Problem details — Could you repeat the records below exactly as written?

<<<<

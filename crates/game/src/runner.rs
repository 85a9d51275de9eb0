//! Headless auto-runner: the reference position that drives generation.
//!
//! Stands in for the player. It runs along the heading of the nearest placed
//! segment and, on entering a split piece, picks a side at random — the
//! gameplay trigger that normally supplies the split choice.

use glam::Vec3;
use rand::rngs::StdRng;
use rand::{Rng, SeedableRng};
use std::collections::HashSet;
use track::{SegmentId, TrackGenerator, TurnKind};

pub struct AutoRunner {
    pub position: Vec3,
    pub speed: f32,
    /// Splits already decided, so each fires exactly once.
    chosen: HashSet<SegmentId>,
    rng: StdRng,
}

impl AutoRunner {
    pub fn new(speed: f32, seed: Option<u64>) -> Self {
        let rng = match seed {
            Some(seed) => StdRng::seed_from_u64(seed),
            None => StdRng::from_entropy(),
        };
        Self {
            position: Vec3::ZERO,
            speed,
            chosen: HashSet::new(),
            rng,
        }
    }

    /// Move along the track for one tick. Returns a split decision when the
    /// runner has just committed to a fork.
    pub fn advance(&mut self, generator: &TrackGenerator, dt: f32) -> Option<(SegmentId, bool)> {
        let chain = generator.chain();
        let nearest = chain
            .iter()
            .map(|s| (s, s.pose.position.distance(self.position)))
            .min_by(|a, b| a.1.total_cmp(&b.1));
        let (segment, _) = nearest?;

        self.position += segment.pose.forward() * self.speed * dt;

        // Forget decisions for segments that have been recycled away.
        self.chosen.retain(|id| chain.find(*id).is_some());

        let descriptor = generator.library().get(segment.descriptor);
        if descriptor.turn_kind == TurnKind::SplitLr
            && !self.chosen.contains(&segment.id)
            && self.position.distance(segment.pose.position) < descriptor.approx_length * 0.5
        {
            self.chosen.insert(segment.id);
            let choose_left = self.rng.gen::<bool>();
            log::debug!(
                "runner entered fork {:?}, going {}",
                segment.id,
                if choose_left { "left" } else { "right" }
            );
            return Some((segment.id, choose_left));
        }
        None
    }

    pub fn apply_offset(&mut self, offset: Vec3) {
        self.position += offset;
    }
}
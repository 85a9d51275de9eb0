//! Segment content population: obstacles and coins on lane anchors.
//!
//! The track core asks for content at segment activation; what actually gets
//! spawned is decided here, outside the core.

use hecs::{Entity, World};
use rand::rngs::StdRng;
use rand::{Rng, SeedableRng};
use runner_core::Pose;
use std::collections::HashMap;
use track::{ContentSpawner, PlacedSegment, SegmentId};

/// Tag component for obstacle entities.
#[derive(Debug, Clone, Copy)]
pub struct Obstacle;

/// Tag component for coin pickups.
#[derive(Debug, Clone, Copy)]
pub struct Coin;

/// Chance-rolled lane content, tracked per segment so a recycled segment's
/// contents can be dropped before it moves.
pub struct LaneContent {
    pub obstacle_chance: f32,
    pub coin_chance: f32,
    rng: StdRng,
    spawned: HashMap<SegmentId, Vec<Entity>>,
}

impl LaneContent {
    pub fn new(obstacle_chance: f32, coin_chance: f32, seed: Option<u64>) -> Self {
        let rng = match seed {
            Some(seed) => StdRng::seed_from_u64(seed),
            None => StdRng::from_entropy(),
        };
        Self {
            obstacle_chance,
            coin_chance,
            rng,
            spawned: HashMap::new(),
        }
    }

    pub fn tracked_segments(&self) -> usize {
        self.spawned.len()
    }
}

/// Per-tick binding of the content policy to the world it spawns into.
pub struct WorldContent<'a> {
    pub content: &'a mut LaneContent,
    pub world: &'a mut World,
}

impl ContentSpawner for WorldContent<'_> {
    fn populate(&mut self, segment: &PlacedSegment, lanes: &[Pose], safe: bool) {
        if safe || lanes.is_empty() {
            return;
        }
        let mut spawned = Vec::new();

        if self.content.rng.gen::<f32>() < self.content.obstacle_chance {
            let lane = lanes[self.content.rng.gen_range(0..lanes.len())];
            spawned.push(self.world.spawn((lane, Obstacle)));
        }
        if self.content.rng.gen::<f32>() < self.content.coin_chance {
            let mut lane = lanes[self.content.rng.gen_range(0..lanes.len())];
            lane.position.y += 0.5;
            spawned.push(self.world.spawn((lane, Coin)));
        }

        if !spawned.is_empty() {
            self.content.spawned.insert(segment.id, spawned);
        }
    }

    fn clear(&mut self, segment: SegmentId) {
        if let Some(entities) = self.content.spawned.remove(&segment) {
            for entity in entities {
                let _ = self.world.despawn(entity);
            }
        }
    }
}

>>>>

Task answer —
filename crates/game/src/runner.rs
repository 85a9d51275de9eb0
//! Headless auto-runner: the reference position that drives generation.
//!
//! Stands in for the player. It runs along the heading of the nearest placed
//! segment and, on entering a split piece, picks a side at random — the
//! gameplay trigger that normally supplies the split choice.

use glam::Vec3;
use rand::rngs::StdRng;
use rand::{Rng, SeedableRng};
use std::collections::HashSet;
use track::{SegmentId, TrackGenerator, TurnKind};

pub struct AutoRunner {
    pub position: Vec3,
    pub speed: f32,
    /// Splits already decided, so each fires exactly once.
    chosen: HashSet<SegmentId>,
    rng: StdRng,
}

impl AutoRunner {
    pub fn new(speed: f32, seed: Option<u64>) -> Self {
        let rng = match seed {
            Some(seed) => StdRng::seed_from_u64(seed),
            None => StdRng::from_entropy(),
        };
        Self {
            position: Vec3::ZERO,
            speed,
            chosen: HashSet::new(),
            rng,
        }
    }

    /// Move along the track for one tick. Returns a split decision when the
    /// runner has just committed to a fork.
    pub fn advance(&mut self, generator: &TrackGenerator, dt: f32) -> Option<(SegmentId, bool)> {
        let chain = generator.chain();
        let nearest = chain
            .iter()
            .map(|s| (s, s.pose.position.distance(self.position)))
            .min_by(|a, b| a.1.total_cmp(&b.1));
        let (segment, _) = nearest?;

        self.position += segment.pose.forward() * self.speed * dt;

        // Forget decisions for segments that have been recycled away.
        self.chosen.retain(|id| chain.find(*id).is_some());

        let descriptor = generator.library().get(segment.descriptor);
        if descriptor.turn_kind == TurnKind::SplitLr
            && !self.chosen.contains(&segment.id)
            && self.position.distance(segment.pose.position) < descriptor.approx_length * 0.5
        {
            self.chosen.insert(segment.id);
            let choose_left = self.rng.gen::<bool>();
            log::debug!(
                "runner entered fork {:?}, going {}",
                segment.id,
                if choose_left { "left" } else { "right" }
            );
            return Some((segment.id, choose_left));
        }
        None
    }

    pub fn apply_offset(&mut self, offset: Vec3) {
        self.position += offset;
    }
}
repository 85a9d51275de9eb0
//! Segment content population: obstacles and coins on lane anchors.
//!
//! The track core asks for content at segment activation; what actually gets
//! spawned is decided here, outside the core.

use hecs::{Entity, World};
use rand::rngs::StdRng;
use rand::{Rng, SeedableRng};
use runner_core::Pose;
use std::collections::HashMap;
use track::{ContentSpawner, PlacedSegment, SegmentId};

/// Tag component for obstacle entities.
#[derive(Debug, Clone, Copy)]
pub struct Obstacle;

/// Tag component for coin pickups.
#[derive(Debug, Clone, Copy)]
pub struct Coin;

/// Chance-rolled lane content, tracked per segment so a recycled segment's
/// contents can be dropped before it moves.
pub struct LaneContent {
    pub obstacle_chance: f32,
    pub coin_chance: f32,
    rng: StdRng,
    spawned: HashMap<SegmentId, Vec<Entity>>,
}

impl LaneContent {
    pub fn new(obstacle_chance: f32, coin_chance: f32, seed: Option<u64>) -> Self {
        let rng = match seed {
            Some(seed) => StdRng::seed_from_u64(seed),
            None => StdRng::from_entropy(),
        };
        Self {
            obstacle_chance,
            coin_chance,
            rng,
            spawned: HashMap::new(),
        }
    }

    pub fn tracked_segments(&self) -> usize {
        self.spawned.len()
    }
}

/// Per-tick binding of the content policy to the world it spawns into.
pub struct WorldContent<'a> {
    pub content: &'a mut LaneContent,
    pub world: &'a mut World,
}

impl ContentSpawner for WorldContent<'_> {
    fn populate(&mut self, segment: &PlacedSegment, lanes: &[Pose], safe: bool) {
        if safe || lanes.is_empty() {
            return;
        }
        let mut spawned = Vec::new();

        if self.content.rng.gen::<f32>() < self.content.obstacle_chance {
            let lane = lanes[self.content.rng.gen_range(0..lanes.len())];
            spawned.push(self.world.spawn((lane, Obstacle)));
        }
        if self.content.rng.gen::<f32>() < self.content.coin_chance {
            let mut lane = lanes[self.content.rng.gen_range(0..lanes.len())];
            lane.position.y += 0.5;
            spawned.push(self.world.spawn((lane, Coin)));
        }

        if !spawned.is_empty() {
            self.content.spawned.insert(segment.id, spawned);
        }
    }

    fn clear(&mut self, segment: SegmentId) {
        if let Some(entities) = self.content.spawned.remove(&segment) {
            for entity in entities {
                let _ = self.world.despawn(entity);
            }
        }
    }
}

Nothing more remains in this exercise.